Perceptual Asymmetries in Schizophrenia: Subtype Differences in Left Hemisphere Dominance for Dichotic Fused Words

Michelle S. Friedman, M.A., Gerard E. Bruder, Ph.D., Paul G. Nestor, Ph.D., Barbara K. Stuart, B.A., Xavier F. Amador, Ph.D., and Jack M. Gorman, M.D.

OBJECTIVE: Dichotic listening techniques have been used to study hemispheric dominance for language in schizophrenia.

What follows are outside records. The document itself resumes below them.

// Copyright 2025 Sushanth (https://github.com/sushanthpy)
//
// This program is free software: you can redistribute it and/or modify
// it under the terms of the GNU Affero General Public License as published by
// the Free Software Foundation, either version 3 of the License, or
// (at your option) any later version.
//
// This program is distributed in the hope that it will be useful,
// but WITHOUT ANY WARRANTY; without even the implied warranty of
// MERCHANTABILITY or FITNESS FOR A PARTICULAR PURPOSE. See the
// GNU Affero General Public License for more details.
//
// You should have received a copy of the GNU Affero General Public License
// along with this program. If not, see <https://www.gnu.org/licenses/>.

//! Property tests: an empty configuration is invisible

use interpose_core::{
    Configuration, Interposer, ObjectRef, Operation, PropertyDescriptor, PropertyKey, Value,
};
use proptest::prelude::*;

fn key() -> impl Strategy<Value = PropertyKey> {
    prop::sample::select(vec!["a", "b", "c", "0", "7"]).prop_map(PropertyKey::from)
}

fn operation() -> impl Strategy<Value = Operation> {
    prop_oneof![
        key().prop_map(|key| Operation::Get { key }),
        (key(), any::<i32>()).prop_map(|(key, v)| Operation::Set {
            key,
            value: Value::from(v),
        }),
        key().prop_map(|key| Operation::Has { key }),
        key().prop_map(|key| Operation::DeleteProperty { key }),
        (key(), any::<i32>(), any::<bool>()).prop_map(|(key, v, locked)| {
            Operation::DefineProperty {
                key,
                descriptor: PropertyDescriptor::data(v)
                    .writable(!locked)
                    .configurable(!locked),
            }
        }),
        key().prop_map(|key| Operation::GetOwnPropertyDescriptor { key }),
        Just(Operation::OwnKeys),
        Just(Operation::GetPrototypeOf),
        Just(Operation::IsExtensible),
        Just(Operation::PreventExtensions),
    ]
}

fn seeded() -> ObjectRef {
    ObjectRef::from_entries([("a", 1), ("b", 2)])
}

proptest! {
    /// Test that every operation through an unconfigured facade matches the
    /// same operation on an identical, unwrapped object
    #[test]
    fn prop_empty_configuration_is_transparent(ops in prop::collection::vec(operation(), 1..40)) {
        let engine = Interposer::new();
        let wrapped = seeded();
        let mirror = seeded();
        let facade = engine.install(wrapped.clone(), Configuration::default(), None).unwrap();

        for op in ops {
            let direct = op.perform(&mirror);
            let interposed = facade.dispatch(op.clone());
            match (direct, interposed) {
                (Ok(expected), Ok(actual)) => prop_assert_eq!(expected, actual, "{:?}", op),
                (Err(expected), Err(actual)) => {
                    prop_assert_eq!(Some(&expected), actual.fault(), "{:?}", op)
                }
                (expected, actual) => {
                    prop_assert!(false, "{:?}: {:?} vs {:?}", op, expected, actual)
                }
            }
        }

        prop_assert_eq!(wrapped.own_keys(), mirror.own_keys());
        prop_assert_eq!(wrapped.is_extensible(), mirror.is_extensible());
    }

    /// Test that invocation results pass through unchanged
    #[test]
    fn prop_invocation_is_transparent(args in prop::collection::vec(-1000i32..1000, 0..8)) {
        let engine = Interposer::new();
        let sum = ObjectRef::function("sum", |_, args| {
            Ok(Value::from(args.iter().filter_map(Value::as_number).sum::<f64>()))
        });
        let facade = engine.install(sum.clone(), Configuration::default(), None).unwrap();

        let args: Vec<Value> = args.into_iter().map(Value::from).collect();
        let direct = sum.call(&Value::Undefined, &args).unwrap();
        let interposed = facade.call(Value::Undefined, args).unwrap();
        prop_assert_eq!(direct, interposed);
    }
}
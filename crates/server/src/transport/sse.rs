// SPDX-License-Identifier: BUSL-1.1
// Copyright (c) 2026 Alfred Jean LLC

//! Server-sent events transport: a reference implementation of the
//! [`Transport`] lifecycle contract over SSE framing.

use std::sync::{Arc, RwLock};

use async_trait::async_trait;
use axum::extract::State;
use axum::response::sse::{Event, Sse};
use axum::routing::post;
use axum::Json;
use futures_util::Stream;
use serde::Deserialize;
use tokio_stream::wrappers::ReceiverStream;
use tokio_stream::StreamExt;

use crate::error::ChatError;
use crate::transport::{Capability, CapabilitySet, ChatContext, Transport, TransportState};

pub struct SseTransport {
    state: RwLock<TransportState>,
    priority: i32,
}

impl SseTransport {
    pub fn new(priority: i32) -> Self {
        Self { state: RwLock::new(TransportState::Uninitialized), priority }
    }

    fn set_state(&self, new_state: TransportState) {
        *self.state.write().unwrap_or_else(|e| e.into_inner()) = new_state;
    }
}

#[async_trait]
impl Transport for SseTransport {
    fn name(&self) -> &str {
        "sse"
    }

    fn description(&self) -> &str {
        "Server-sent events streaming transport"
    }

    fn priority(&self) -> i32 {
        self.priority
    }

    fn capabilities(&self) -> CapabilitySet {
        CapabilitySet::empty().with(Capability::Streaming).with(Capability::Reconnect)
    }

    fn example(&self) -> &str {
        "curl -N -X POST /chat/sse -d '{\"message\":\"hi\"}'"
    }

    fn state(&self) -> TransportState {
        *self.state.read().unwrap_or_else(|e| e.into_inner())
    }

    async fn initialize(&self, _config: serde_json::Value) -> Result<(), ChatError> {
        self.set_state(TransportState::Initialized);
        Ok(())
    }

    async fn start(&self) -> Result<(), ChatError> {
        self.set_state(TransportState::Started);
        Ok(())
    }

    async fn stop(&self) -> Result<(), ChatError> {
        self.set_state(TransportState::Stopped);
        Ok(())
    }

    async fn health_check(&self) -> Result<(), ChatError> {
        Ok(())
    }

    fn create_handler(&self, ctx: Arc<dyn ChatContext>) -> axum::Router {
        axum::Router::new().route("/", post(sse_handler)).with_state(ctx)
    }
}

#[derive(Deserialize)]
struct SseRequest {
    session_id: Option<String>,
    message: String,
}

async fn sse_handler(
    State(ctx): State<Arc<dyn ChatContext>>,
    Json(req): Json<SseRequest>,
) -> Result<Sse<impl Stream<Item = Result<Event, std::convert::Infallible>>>, ChatError> {
    let rx = ctx.stream_response(req.session_id, req.message).await?;
    let stream = ReceiverStream::new(rx).map(|event| {
        let event_name = format!("{:?}", event.event_type).to_lowercase();
        let data = serde_json::to_string(&event).unwrap_or_else(|_| "{}".to_owned());
        Ok(Event::default().event(event_name).data(data))
    });
    Ok(Sse::new(stream))
}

The authors’ goal was to compare subjects with paranoid and undifferentiated subtypes of schizophrenia. METHOD: The Fused Rhymed Words Test was used to compare perceptual asymmetries in 16 patients with paranoid schizophrenia, 28 patients with undifferentiated schizophrenia, and 29 healthy comparison subjects. RESULTS: Patients with paranoid schizophrenia had the largest left hemisphere advantage and patients with undifferentiated schizophrenia had the smallest. The asymmetry of healthy subjects was intermediate. Hemisphere advantage varied as a function of gender only in the patients with undifferentiated schizophrenia. CONCLUSIONS: The findings support the hypotheses that undifferentiated schizophrenia is associated with underactivation of left hemisphere resources for verbal processing and that paranoid schizophrenia is characterized by preserved left hemisphere processing.